IKEA 'Bagging' Plastic Bags
Sweden's IKEA has begun charging U.S. customers 5 cents for disposable plastic shopping bags in what the international furniture giant said was a first step to ending their use altogether.
IKEA said the decision to stop giving away free bags to customers aimed to reduce the estimated 100 billion bags thrown away by all U.S. consumers each year.
IKEA is believed to be first retailer in the United States to undertake such a program, according to National Retail Federation spokesman Scott Krugman.
Concern about widespread pollution caused by the bags has led cities and countries from Ireland to Australia and Rwanda to ban their use. Bangladesh outlawed plastic bags after they blocked drains and contributed to flooding.
Taiwan uses 80 % fewer bags after stores began charging for them.

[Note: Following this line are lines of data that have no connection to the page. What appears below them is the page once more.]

//! Unit tests for eph-world.

use eph_agent::{AgentSpec, AgentStore, AgentStoreBuilder};
use eph_core::{ActuationLimits, Torus, Vec2};

use crate::{DynamicsConfig, DynamicsIntegrator, World, WorldConfig};

// ── Helpers ───────────────────────────────────────────────────────────────────

fn store(specs: Vec<AgentSpec>) -> AgentStore {
    AgentStoreBuilder::new().spawn_all(specs).build().unwrap()
}

fn integrator() -> DynamicsIntegrator {
    DynamicsIntegrator::new(DynamicsConfig::default(), ActuationLimits::default(), 0.1).unwrap()
}

fn open_world() -> World {
    World::new(&WorldConfig { width: 20.0, height: 20.0, ..WorldConfig::default() }).unwrap()
}

#[cfg(test)]
mod index_tests {
    use eph_core::{AgentId, SimRng};

    use super::*;
    use crate::SpatialIndex;

    #[test]
    fn query_matches_brute_force() {
        let torus = Torus::new(30.0, 20.0);
        let mut rng = SimRng::new(4);
        let positions: Vec<Vec2> = (0..300)
            .map(|_| Vec2::new(rng.gen_range(0.0..30.0), rng.gen_range(0.0..20.0)))
            .collect();
        let index = SpatialIndex::build(torus, &positions, 2.0);
        for _ in 0..50 {
            let p = Vec2::new(rng.gen_range(0.0..30.0), rng.gen_range(0.0..20.0));
            let radius = rng.gen_range(0.0..9.0);
            let expected: Vec<AgentId> = positions
                .iter()
                .enumerate()
                .filter(|(_, q)| torus.distance(p, **q) <= radius)
                .map(|(i, _)| AgentId(i as u32))
                .collect();
            assert_eq!(index.query(p, radius), expected);
        }
    }

    #[test]
    fn query_wraps_across_edges() {
        let torus = Torus::new(10.0, 10.0);
        let positions = [Vec2::new(0.2, 5.0), Vec2::new(9.9, 5.0), Vec2::new(5.0, 5.0)];
        let index = SpatialIndex::build(torus, &positions, 1.0);
        assert_eq!(index.query(Vec2::new(0.0, 5.0), 0.5), vec![AgentId(0), AgentId(1)]);
        assert_eq!(index.neighbors_of(AgentId(1), 0.5), vec![AgentId(0)]);
    }

    #[test]
    fn huge_radius_returns_everyone_once() {
        let torus = Torus::new(10.0, 10.0);
        let positions = [Vec2::new(1.0, 1.0), Vec2::new(6.0, 6.0)];
        let index = SpatialIndex::build(torus, &positions, 1.0);
        assert_eq!(index.query(Vec2::ZERO, 1e9), vec![AgentId(0), AgentId(1)]);
        assert!(index.query(Vec2::ZERO, -1.0).is_empty());
    }
}

#[cfg(test)]
mod integrator_tests {
    use eph_core::Obstacle;

    use super::*;

    #[test]
    fn semi_implicit_step_uses_new_velocity() {
        let mut agents = store(vec![AgentSpec::new(Vec2::new(5.0, 5.0)).velocity(Vec2::new(1.0, 0.0))]);
        integrator().step(&mut agents, &[Vec2::new(1.0, 0.0)], &open_world());
        assert!((agents.velocity[0].x - 1.1).abs() < 1e-12);
        assert!((agents.position[0].x - 5.11).abs() < 1e-12);
        assert_eq!(agents.last_action[0], Vec2::new(1.0, 0.0));
    }

    #[test]
    fn action_and_speed_are_clamped() {
        let mut agents = store(vec![AgentSpec::new(Vec2::new(5.0, 5.0)).velocity(Vec2::new(1.4, 0.0))]);
        integrator().step(&mut agents, &[Vec2::new(100.0, 0.0)], &open_world());
        assert_eq!(agents.last_action[0], Vec2::new(2.0, 0.0));
        assert!((agents.velocity[0].norm() - 1.5).abs() < 1e-12);
    }

    #[test]
    fn position_wraps_and_heading_follows_velocity() {
        let mut agents = store(vec![AgentSpec::new(Vec2::new(19.95, 0.02)).velocity(Vec2::new(1.0, -1.0))]);
        integrator().step(&mut agents, &[], &open_world());
        let p = agents.position[0];
        assert!(p.x >= 0.0 && p.x < 20.0 && p.y >= 0.0 && p.y < 20.0, "got {p}");
        assert!((agents.heading[0] + std::f64::consts::FRAC_PI_4).abs() < 1e-12);
    }

    #[test]
    fn slow_agents_keep_heading() {
        let mut agents = store(vec![AgentSpec::new(Vec2::new(5.0, 5.0)).heading(1.0)]);
        integrator().step(&mut agents, &[Vec2::new(0.1, 0.0)], &open_world());
        assert_eq!(agents.heading[0], 1.0);
    }

    #[test]
    fn non_finite_action_counts_as_zero() {
        let mut agents = store(vec![AgentSpec::new(Vec2::new(5.0, 5.0)).velocity(Vec2::new(0.5, 0.0))]);
        integrator().step(&mut agents, &[Vec2::new(f64::NAN, 1.0)], &open_world());
        assert_eq!(agents.velocity[0], Vec2::new(0.5, 0.0));
    }

    #[test]
    fn overlapping_agents_are_split_half_and_half() {
        let mut agents = store(vec![
            AgentSpec::new(Vec2::new(5.0, 5.0)),
            AgentSpec::new(Vec2::new(5.4, 5.0)),
        ]);
        let report = integrator().step(&mut agents, &[], &open_world());
        assert_eq!(report.agent_contacts, 1);
        assert!((agents.position[0].x - 4.9).abs() < 1e-12);
        assert!((agents.position[1].x - 5.5).abs() < 1e-12);
    }

    #[test]
    fn coincident_agents_use_fallback_normal() {
        let mut agents = store(vec![AgentSpec::new(Vec2::new(5.0, 5.0)), AgentSpec::new(Vec2::new(5.0, 5.0))]);
        integrator().step(&mut agents, &[], &open_world());
        let gap = open_world().torus.distance(agents.position[0], agents.position[1]);
        assert!((gap - 0.6).abs() < 1e-12);
        assert!(agents.position.iter().all(|p| p.is_finite()));
    }

    #[test]
    fn overlap_across_wrap_is_resolved() {
        let mut agents = store(vec![AgentSpec::new(Vec2::new(19.9, 5.0)), AgentSpec::new(Vec2::new(0.1, 5.0))]);
        let report = integrator().step(&mut agents, &[], &open_world());
        assert_eq!(report.agent_contacts, 1);
        let gap = open_world().torus.distance(agents.position[0], agents.position[1]);
        assert!((gap - 0.6).abs() < 1e-9);
    }

    #[test]
    fn obstacle_blocks_inward_velocity() {
        let world = World::new(&WorldConfig {
            width: 20.0,
            height: 20.0,
            obstacles: vec![Obstacle::new(Vec2::new(6.0, 5.0), 0.6)],
            ..WorldConfig::default()
        })
        .unwrap();
        let mut agents = store(vec![AgentSpec::new(Vec2::new(5.05, 5.0)).velocity(Vec2::new(1.0, 0.5))]);
        integrator().step(&mut agents, &[], &world);
        assert!(agents.velocity[0].x.abs() < 1e-12);
        assert!((agents.velocity[0].y - 0.5).abs() < 1e-12);
    }

    #[test]
    fn agent_inside_obstacle_is_pushed_out() {
        let world = World::new(&WorldConfig {
            width: 20.0,
            height: 20.0,
            obstacles: vec![Obstacle::new(Vec2::new(6.0, 5.0), 1.0)],
            ..WorldConfig::default()
        })
        .unwrap();
        let mut agents = store(vec![AgentSpec::new(Vec2::new(5.0, 5.0))]);
        let report = integrator().step(&mut agents, &[], &world);
        assert_eq!(report.obstacle_contacts, 1);
        assert!((agents.position[0].x - 4.7).abs() < 1e-12);
    }

    #[test]
    fn collisions_can_be_disabled() {
        let cfg = DynamicsConfig { resolve_collisions: false, ..DynamicsConfig::default() };
        let integ = DynamicsIntegrator::new(cfg, ActuationLimits::default(), 0.1).unwrap();
        let mut agents = store(vec![AgentSpec::new(Vec2::new(5.0, 5.0)), AgentSpec::new(Vec2::new(5.1, 5.0))]);
        let report = integ.step(&mut agents, &[], &open_world());
        assert_eq!(report.agent_contacts, 0);
        assert_eq!(agents.position[1], Vec2::new(5.1, 5.0));
    }
}

#[cfg(test)]
mod world_tests {
    use eph_perception::{DepositKind, EnvHazeConfig};

    use super::*;
    use crate::TrailConfig;

    fn hazy_config(trail: Option<TrailConfig>) -> WorldConfig {
        WorldConfig {
            width: 10.0,
            height: 10.0,
            env_haze: Some(EnvHazeConfig { decay_rate: 0.5, ..EnvHazeConfig::default() }),
            trail,
            ..WorldConfig::default()
        }
    }

    #[test]
    fn trails_deposit_then_decay_once() {
        let trail = TrailConfig { kind: DepositKind::Repellent, amount: 0.4 };
        let mut world = World::new(&hazy_config(Some(trail))).unwrap();
        let p = Vec2::new(2.5, 2.5);
        let n = world.commit_trails(&[p, p]);
        assert_eq!(n, 2);
        let haze = world.haze().unwrap();
        assert!((haze.value_at(p) - 0.4).abs() < 1e-12);
        assert_eq!(haze.value_at(Vec2::new(7.5, 7.5)), 0.0);
    }

    #[test]
    fn no_trail_still_decays() {
        let mut world = World::new(&hazy_config(None)).unwrap();
        let p = Vec2::new(1.0, 1.0);
        world.deposit(eph_perception::HazeDeposit { position: p, kind: DepositKind::Repellent, amount: 0.8 });
        assert_eq!(world.commit_trails(&[p]), 0);
        assert!((world.haze().unwrap().value_at(p) - 0.4).abs() < 1e-12);
    }

    #[test]
    fn no_haze_grid_is_inert() {
        let mut world = open_world();
        assert!(world.haze().is_none());
        assert_eq!(world.commit_trails(&[Vec2::ZERO]), 0);
        world.decay_haze();
    }

    #[test]
    fn config_validation() {
        assert!(WorldConfig { width: 0.0, ..WorldConfig::default() }.validate().is_err());
        let trail = TrailConfig { kind: DepositKind::Lubricant, amount: 0.1 };
        assert!(WorldConfig { trail: Some(trail), ..WorldConfig::default() }.validate().is_err());
        let bad_obstacle = WorldConfig {
            obstacles: vec![eph_core::Obstacle::new(Vec2::ZERO, -1.0)],
            ..WorldConfig::default()
        };
        assert!(World::new(&bad_obstacle).is_err());
    }
}
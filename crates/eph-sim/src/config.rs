//! The aggregate of every recognized option.

use eph_control::{ControllerConfig, EfeController};
use eph_core::{ActuationLimits, EphResult, SimConfig};
use eph_perception::{HazeConfig, SpmConfig};
use eph_world::{DynamicsConfig, WorldConfig};

/// Complete run configuration.
///
/// With the `serde` feature every section may be omitted from a JSON file and
/// falls back to its defaults.
#[derive(Clone, Debug, Default, PartialEq)]
#[cfg_attr(feature = "serde", derive(serde::Serialize, serde::Deserialize))]
#[cfg_attr(feature = "serde", serde(default))]
pub struct EphConfig {
    pub sim:           SimConfig,
    pub world:         WorldConfig,
    pub spm:           SpmConfig,
    pub haze:          HazeConfig,
    pub controller:    ControllerConfig,
    pub dynamics:      DynamicsConfig,
    pub limits:        ActuationLimits,
    /// Expect a predictive model handle.  Without one the controller degrades
    /// to reactive mode and flags every decision.
    pub use_predictor: bool,
}

impl EphConfig {
    /// Validate every section; the first failure is returned.
    pub fn validate(&self) -> EphResult<()> {
        self.sim.validate()?;
        self.world.validate()?;
        self.spm.validate()?;
        self.haze.validate()?;
        self.controller.validate()?;
        self.dynamics.validate()?;
        self.limits.validate()
    }

    /// The expected-free-energy controller described by this configuration.
    pub fn controller_model(&self) -> EphResult<EfeController> {
        EfeController::new(self.controller.clone(), self.use_predictor)
    }
}
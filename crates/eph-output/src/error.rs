//! Error types for eph-output.

use thiserror::Error;

/// Errors that can occur when writing simulation output.
#[derive(Debug, Error)]
pub enum OutputError {
    #[error("I/O error: {0}")]
    Io(#[from] std::io::Error),

    #[error("CSV write error: {0}")]
    Csv(#[from] csv::Error),
}

/// Alias for `Result<T, OutputError>`.
pub type OutputResult<T> = Result<T, OutputError>;
use eph_core::EphError;
use thiserror::Error;

#[derive(Debug, Error)]
pub enum SimError {
    #[error("simulation configuration error: {0}")]
    Config(String),

    #[error("{what} length {got} does not match agent count {expected}")]
    AgentCountMismatch {
        expected: usize,
        got:      usize,
        what:     &'static str,
    },

    #[error(transparent)]
    Core(#[from] EphError),
}

pub type SimResult<T> = Result<T, SimError>;
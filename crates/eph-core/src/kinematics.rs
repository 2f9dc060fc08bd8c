//! Instantaneous body state and actuation limits.

use crate::error::{ensure_positive, EphResult};
use crate::geo::Vec2;

/// What other agents can observe about a body in one tick: pose, velocity
/// and size.  Neighbour snapshots handed to the perception layer are slices
/// of these.
#[derive(Copy, Clone, Debug, Default, PartialEq)]
#[cfg_attr(feature = "serde", derive(serde::Serialize, serde::Deserialize))]
pub struct BodyState {
    pub position: Vec2,
    pub velocity: Vec2,
    /// Facing direction in radians, counter-clockwise from world +x.
    pub heading:  f64,
    pub radius:   f64,
}

impl BodyState {
    pub fn new(position: Vec2, velocity: Vec2, heading: f64, radius: f64) -> Self {
        Self { position, velocity, heading, radius }
    }

    /// Rotate a world-frame vector into this body's egocentric frame
    /// (+x forward, +y left).
    #[inline]
    pub fn to_ego(&self, world: Vec2) -> Vec2 {
        world.rotate(-self.heading)
    }

    /// Inverse of [`to_ego`](Self::to_ego).
    #[inline]
    pub fn to_world(&self, ego: Vec2) -> Vec2 {
        ego.rotate(self.heading)
    }
}

/// Bounds applied by the controller (to `u`) and the integrator (to both).
#[derive(Copy, Clone, Debug, PartialEq)]
#[cfg_attr(feature = "serde", derive(serde::Serialize, serde::Deserialize))]
#[cfg_attr(feature = "serde", serde(default))]
pub struct ActuationLimits {
    /// Per-component bound on the acceleration command.
    pub u_max:     f64,
    /// Bound on the velocity norm after integration.
    pub max_speed: f64,
}

impl Default for ActuationLimits {
    fn default() -> Self {
        Self { u_max: 2.0, max_speed: 1.5 }
    }
}

impl ActuationLimits {
    pub fn validate(&self) -> EphResult<()> {
        ensure_positive("limits.u_max", self.u_max)?;
        ensure_positive("limits.max_speed", self.max_speed)
    }

    /// Clamp an action to the actuation box `[-u_max, u_max]²`.
    #[inline]
    pub fn clamp_action(&self, u: Vec2) -> Vec2 {
        u.clamp_components(self.u_max)
    }
}
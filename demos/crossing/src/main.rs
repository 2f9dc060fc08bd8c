//! crossing — runs one crowd scenario and writes per-tick diagnostics to
//! `output/<scenario>/`.
//!
//! ```text
//! crossing [scramble|corridor|head-on] [config.json]
//! ```
//!
//! The optional JSON file holds an `EphConfig`; any omitted section keeps its
//! default.  `RUST_LOG` controls log verbosity (default `info`).

mod scenario;

use std::fs;
use std::path::{Path, PathBuf};
use std::sync::Arc;
use std::time::Instant;

use anyhow::{Context, Result};
use eph_control::KinematicPredictor;
use eph_core::{SimRng, Tick};
use eph_output::{CsvWriter, OutputWriter, SimOutputObserver};
use eph_perception::SaliencyEncoder;
use eph_sim::{EphConfig, SimBuilder, SimObserver, TickSummary};
use tracing::{info, warn};
use tracing_subscriber::EnvFilter;

use crate::scenario::Scenario;

/// Log a progress line every this many ticks.
const PROGRESS_INTERVAL: u64 = 50;

// ── Progress observer ─────────────────────────────────────────────────────────

/// Wraps the output observer and logs running totals.
struct Progress<W: OutputWriter> {
    output:        SimOutputObserver<W>,
    contacts:      usize,
    non_converged: usize,
    last:          TickSummary,
}

impl<W: OutputWriter> SimObserver for Progress<W> {
    fn on_tick_start(&mut self, tick: Tick) {
        self.output.on_tick_start(tick);
    }

    fn on_tick_end(&mut self, summary: &TickSummary) {
        self.contacts += summary.agent_contacts;
        self.non_converged += summary.non_converged;
        self.last = *summary;
        if summary.tick.0.is_multiple_of(PROGRESS_INTERVAL) {
            info!(
                tick = summary.tick.0,
                mean_efe = summary.mean_efe,
                mean_haze = summary.mean_haze,
                mean_speed = summary.mean_speed,
                contacts = summary.agent_contacts,
                stalled = summary.stalled,
                "progress"
            );
        }
        self.output.on_tick_end(summary);
    }

    fn on_snapshot(&mut self, tick: Tick, agents: &eph_agent::AgentStore, decisions: &[eph_control::Decision]) {
        self.output.on_snapshot(tick, agents, decisions);
    }

    fn on_sim_end(&mut self, final_tick: Tick) {
        self.output.on_sim_end(final_tick);
    }
}

// ── main ──────────────────────────────────────────────────────────────────────

fn main() -> Result<()> {
    tracing_subscriber::fmt()
        .with_env_filter(EnvFilter::try_from_default_env().unwrap_or_else(|_| EnvFilter::new("info")))
        .init();

    let mut args = std::env::args().skip(1);
    let scenario: Scenario = args.next().as_deref().unwrap_or("scramble").parse()?;
    let mut config = match args.next() {
        Some(path) => load_config(Path::new(&path))?,
        None => scenario.base_config(),
    };
    let walls = scenario.obstacles(&config);
    config.world.obstacles.extend(walls);

    let mut rng = SimRng::new(config.sim.seed);
    let agents = scenario.agents(&config, &mut rng)?;
    let model = config.controller_model()?;

    let mut builder = SimBuilder::new(config.clone(), agents, model);
    if config.use_predictor {
        let encoder = SaliencyEncoder::new(config.spm.clone())?;
        builder = builder.predictor(Arc::new(KinematicPredictor::new(encoder, config.sim.dt)?));
    }
    let mut sim = builder.build()?;

    let out_dir = PathBuf::from("output").join(scenario.name());
    let writer = CsvWriter::new(&out_dir).with_context(|| format!("opening {}", out_dir.display()))?;
    let mut observer = Progress {
        output:        SimOutputObserver::new(writer, &config.sim),
        contacts:      0,
        non_converged: 0,
        last:          TickSummary::default(),
    };

    info!(
        scenario = scenario.name(),
        agents = sim.agents.count,
        obstacles = sim.world.obstacles.len(),
        mode = config.controller.mode.as_str(),
        "starting run"
    );
    let t0 = Instant::now();
    sim.run(&mut observer)?;

    if let Some(e) = observer.output.take_error() {
        warn!("output incomplete: {e}");
        return Err(e.into());
    }
    info!(
        ticks = config.sim.total_ticks,
        elapsed_ms = t0.elapsed().as_millis() as u64,
        total_contacts = observer.contacts,
        non_converged = observer.non_converged,
        final_mean_speed = observer.last.mean_speed,
        output = %out_dir.display(),
        "run complete"
    );
    Ok(())
}

fn load_config(path: &Path) -> Result<EphConfig> {
    let text = fs::read_to_string(path).with_context(|| format!("reading {}", path.display()))?;
    let config: EphConfig =
        serde_json::from_str(&text).with_context(|| format!("parsing {}", path.display()))?;
    config.validate()?;
    Ok(config)
}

Environmentalists say the bags add unnecessarily to landfills, clog drains and endanger wildlife.
IKEA currently provides some 70 million free bags to its U.S. customers; it expects to cut that by half in the first year and to eventually eliminate the use of the bags.
The company said it will also cut the price of reusable bags to 59 cents from 99 cents to encourage their use. The program began March 15 at the company's 29 U.S. stores.
The money from bag sales will go to American Forests, a conservation group.
Last June, IKEA began charging its U.K. customers for plastic bags, and has reduced its bag consumption by 95 %, said spokeswoman Mona Astra Liss.
The average American family of four throws away about 1,500 single-use polyethylene bags, which do not degrade for around 1,000 years, IKEA said. Less than 1% is recycled.
"We believe Americans are starting to be more conscious of the environment," Liss said. "Our objective is to get people to really think about the impact of the bags which are strangling the planet."
LA To Expedite Green Building Projects
The Los Angeles Department of Water and Power (LADWP) Board of Commissioners took action to expedite services for building development projects that have less impact on the environment by using fewer natural resources.
The approved policy provides accelerated water and electrical connections for buildings that meet the U.S. Green Building Council Leadership in Energy and Environmental Design (LEED) standards.
The commission also adopted a policy to build only "green," with the requirement that new LADWP construction projects will meet a minimum of a LEED Silver Standard, as certified by the U.S. Green Building Council.
Builders and developers can take advantage of the LADWP Green Building Incentive that offers up to $250,000 in financial incentives to assist a building in becoming more green and meeting LEED standards.
The LADWP will work in concert with the Los Angeles Department of Building and Safety to shepherd a project through the necessary steps to completion.
The LADWP also has additional energy efficiency programs, such as the commercial Lighting Program and the Solar Incentive and Green Power Programs that can assist a project in earning points towards LEED certification.
The LADWP will also work with the U.S. Green Building Council to develop Los Angeles-based standards that would further focus on water conservation, storm water run-off and other local issues.
Projects submitted to the LADWP that are for new construction or for retrofit, that meet the designated Silver LEED standard will be labeled as a "Green Building" on LADWP applications. This designation will allow the project to receive priority treatment through the construction and water/power connection process.
In addition, LADWP will work with the projects to see if there are LADWP efficiency and conservation incentives or programs that can increase the LEED level or further enhance the environmental benefit of the "green" project.